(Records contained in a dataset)
____________

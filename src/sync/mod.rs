//! The scan → plan → apply sync engine
//!
//! [`Reconciler`] turns a scan and the stored state into an ordered plan,
//! [`PlanExecutor`] applies it against the remote corpus, and
//! [`SyncEngine`] composes both with state loading and persistence.

mod actions;
mod executor;
mod orchestrator;
mod reconciler;
mod reporting;

pub use actions::SyncAction;
pub use executor::PlanExecutor;
pub use orchestrator::{SyncEngine, SyncOptions, SyncOutcome};
pub use reconciler::{Plan, Reconciler};
pub use reporting::SyncReporter;

/// One per-item failure surfaced in the report.
#[derive(Debug, Clone)]
pub struct ItemFailure {
    /// Relative path of the affected file
    pub path: String,
    /// What went wrong
    pub message: String,
}

/// Result of applying (or dry-running) a plan, with per-action tallies.
#[derive(Debug, Clone, Default)]
pub struct SyncReport {
    /// Files uploaded for the first time
    pub added: usize,
    /// Files replaced remotely
    pub updated: usize,
    /// Files left untouched (fingerprint unchanged)
    pub skipped: usize,
    /// Files removed from tracking (and, best-effort, remotely)
    pub deleted: usize,
    /// Per-item failures; the run completes despite them
    pub failures: Vec<ItemFailure>,
    /// Whether this report describes a dry run
    pub dry_run: bool,
}

impl SyncReport {
    /// Total remote-affecting operations (planned or performed).
    #[must_use]
    pub const fn total_operations(&self) -> usize {
        self.added + self.updated + self.deleted
    }

    /// Whether the sync completed without per-item failures.
    #[must_use]
    pub fn is_success(&self) -> bool {
        self.failures.is_empty()
    }

    pub(crate) fn fail(&mut self, path: &str, message: String) {
        self.failures.push(ItemFailure {
            path: path.to_string(),
            message,
        });
    }
}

____________

**What the task requires**
Your answer should be one number, the count of lines in the records that contain the string "Whether".

**Response**
2